Pandemic Pivots: Edtech Edition

Edtech Business

Pandemic Pivots: Edtech Edition

By Rebecca Koenig and Tony Wan     Aug 4, 2020

Pandemic Pivots: Edtech Edition

Necessity begets ingenuity, and for many businesses no test of survival has been tougher than the current one wrought by a global pandemic.

Many have adapted to provide existing services while limiting human contact. Others are expanding into areas unexpected. General Motors is making face shields and ventilators. Denny’s is selling groceries. Kodak is getting into … pharmaceuticals.

In education, the shuttering of campuses and classrooms has been a windfall for purely digital companies—some of which are attracting plenty of private capital. Those with an in-person component, though, have reasons to worry—unless they can spin up virtual alternatives to their services.

Now, language learning app Duolingo is getting into college admissions. Substitute teacher services company Swing Education is creating private homeschools. And foreign student recruitment business Shorelight is delivering college classes to students online in their home countries.

Here are some edtech pandemic pivots to watch.

Swing, Swing

Swing Education, which matches substitute teachers with K-12 schools, was filling more than 1,500 requests per week. After the pandemic hit, the company held out hope that enough schools would reopen in the fall to sustain its business.

But on July 17, Gavin Newsom, governor of California, where Swing is based, announced strict guidelines that mean most schools will likely stay closed for the fall.

“I saw the writing on the wall for us that week,” says Mike Teng, CEO of Swing Education.

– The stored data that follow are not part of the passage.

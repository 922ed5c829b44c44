//! XStoreBackup controller
//!
//! Watches XStoreBackup resources and the jobs they own, and triggers
//! reconciliation.

use std::sync::Arc;
use std::time::Duration;

use futures::StreamExt;
use k8s_openapi::api::batch::v1::Job;
use kube::{
    api::ListParams,
    runtime::{
        controller::{Action, Controller},
        finalizer::{finalizer, Event as FinalizerEvent},
        watcher::Config as WatcherConfig,
    },
    Api, Client, ResourceExt,
};
use tracing::{error, info, instrument};

use crate::controllers::Context;
use crate::crd::XStoreBackup;
use crate::error::{Error, Result};
use crate::metrics;
use crate::reconcilers::xstore_backup as backup_reconciler;

/// Finalizer name for XStoreBackup resources
const FINALIZER_NAME: &str = "xstore.oso.sh/backup-finalizer";

/// Run the XStoreBackup controller
pub async fn run(client: Client, context: Arc<Context>) {
    let api: Api<XStoreBackup> = Api::all(client.clone());

    // Verify CRD is installed
    if let Err(e) = api.list(&ListParams::default().limit(1)).await {
        error!("XStoreBackup CRD not installed: {}", e);
        return;
    }

    info!("Starting XStoreBackup controller");

    let jobs: Api<Job> = Api::all(client.clone());
    Controller::new(api, WatcherConfig::default())
        .owns(jobs, WatcherConfig::default())
        .shutdown_on_signal()
        .run(reconcile, error_policy, context)
        .for_each(|result| async move {
            match result {
                Ok((obj, _action)) => {
                    info!(
                        name = %obj.name,
                        namespace = obj.namespace.as_deref().unwrap_or("default"),
                        "Reconciled XStoreBackup"
                    );
                }
                Err(e) => {
                    error!(error = %e, "Reconciliation error");
                    metrics::RECONCILIATION_ERRORS
                        .with_label_values(&["XStoreBackup"])
                        .inc();
                }
            }
        })
        .await;
}

fn object_key(obj: &XStoreBackup) -> String {
    format!(
        "{}/{}",
        obj.namespace().unwrap_or_else(|| "default".to_string()),
        obj.name_any()
    )
}

/// Main reconciliation function
#[instrument(skip(ctx), fields(name = %obj.name_any(), namespace = obj.namespace()))]
async fn reconcile(obj: Arc<XStoreBackup>, ctx: Arc<Context>) -> Result<Action> {
    let _timer = metrics::RECONCILE_DURATION
        .with_label_values(&["XStoreBackup"])
        .start_timer();
    metrics::RECONCILIATIONS
        .with_label_values(&["XStoreBackup"])
        .inc();

    let namespace = obj.namespace().unwrap_or_else(|| "default".to_string());
    let api: Api<XStoreBackup> = Api::namespaced(ctx.client.clone(), &namespace);

    // Use finalizer for proper cleanup handling
    finalizer(&api, FINALIZER_NAME, obj, |event| async {
        match event {
            FinalizerEvent::Apply(backup) => apply(backup, ctx.clone()).await,
            FinalizerEvent::Cleanup(backup) => cleanup(backup, ctx.clone()).await,
        }
    })
    .await
    .map_err(|e| Error::Finalizer(Box::new(e)))
}

/// Run one pass of the phase machine
async fn apply(backup: Arc<XStoreBackup>, ctx: Arc<Context>) -> Result<Action> {
    let key = object_key(&backup);
    info!(
        name = %backup.name_any(),
        phase = %backup.phase(),
        "Reconciling XStoreBackup"
    );

    let verdict = backup_reconciler::reconcile(
        backup,
        ctx.control_plane.clone(),
        ctx.config.clone(),
    )
    .await;

    if !verdict.is_error() {
        ctx.backoff.reset(&key);
    }
    verdict.into_action()
}

/// Cleanup when resource is being deleted
async fn cleanup(backup: Arc<XStoreBackup>, ctx: Arc<Context>) -> Result<Action> {
    let key = object_key(&backup);
    info!(name = %backup.name_any(), "Cleaning up XStoreBackup");

    // Backup artifacts in storage are kept; only the transient jobs go
    let verdict = backup_reconciler::cleanup(
        backup,
        ctx.control_plane.clone(),
        ctx.config.clone(),
    )
    .await;

    metrics::CLEANUPS.with_label_values(&["XStoreBackup"]).inc();
    ctx.backoff.reset(&key);
    verdict.into_action()
}

/// Error policy for the controller
fn error_policy(obj: Arc<XStoreBackup>, error: &Error, ctx: Arc<Context>) -> Action {
    let name = obj.name_any();

    let requeue_duration = if error.is_permanent() {
        Duration::from_secs(ctx.config.error_backoff_max_secs)
    } else {
        ctx.backoff.next_delay(&object_key(&obj), &ctx.config)
    };

    error!(
        name = %name,
        error = %error,
        retry_in = ?requeue_duration,
        "Reconciliation failed, scheduling retry"
    );

    Action::requeue(requeue_duration)
}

Even before then, the company had already taken a big hit. “We lost over 90 percent of our business almost overnight,” Teng adds. “This is the least fun usage of the term ‘disruptive’ ever.”

But having worked with over 8,000 teachers, Swing Education had a pool of resources that remain in demand—not from schools, but from parents. “We’ve had friends reach out, trying to figure out what to do with their children, asking: ‘Do you think we can get a teacher?’”

Questions like that have fueled a growing trend that goes by the name of “pandemic pods,” “micropods” or “microschools.” Parents, concerned about the risks of sending kids back to school but also seeking child care, are banding together to set up private, small-group classes. Sometimes parents take turns leading instruction; others hire teachers for help.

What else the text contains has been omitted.